DATA PROVIDED
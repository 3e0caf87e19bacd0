use serde::{Deserialize, Serialize};

/// A computer inventory record.
///
/// The identifier is generated by the store on create, so it is absent from
/// create payloads and serialized as `_id` only when present.
#[derive(Debug, Clone, Default, PartialEq, Eq, Serialize, Deserialize)]
#[serde(default, rename_all = "camelCase")]
pub struct Computer {
    #[serde(rename = "_id", skip_serializing_if = "Option::is_none")]
    pub id: Option<String>,
    pub ip: String,
    pub manufacturer: String,
    pub cpu: String,
    pub ram: String,
    pub hdd: String,
    pub gpu: String,
    pub os: String,
    pub is_deleted: bool,
}

impl Computer {
    /// Returns the identifier, or an empty string when none was assigned yet.
    pub fn id_str(&self) -> &str {
        self.id.as_deref().unwrap_or_default()
    }
}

WHAT THE EXERCISE ASKS
Restate the records, all of them, precisely as written.

TASK RESPONSE
repository 3e0caf87e19bacd0
use serde::{Deserialize, Serialize};

/// A computer inventory record.
///
/// The identifier is generated by the store on create, so it is absent from
/// create payloads and serialized as `_id` only when present.
#[derive(Debug, Clone, Default, PartialEq, Eq, Serialize, Deserialize)]
#[serde(default, rename_all = "camelCase")]
pub struct Computer {
    #[serde(rename = "_id", skip_serializing_if = "Option::is_none")]
    pub id: Option<String>,
    pub ip: String,
    pub manufacturer: String,
    pub cpu: String,
    pub ram: String,
    pub hdd: String,
    pub gpu: String,
    pub os: String,
    pub is_deleted: bool,
}

impl Computer {
    /// Returns the identifier, or an empty string when none was assigned yet.
    pub fn id_str(&self) -> &str {
        self.id.as_deref().unwrap_or_default()
    }
}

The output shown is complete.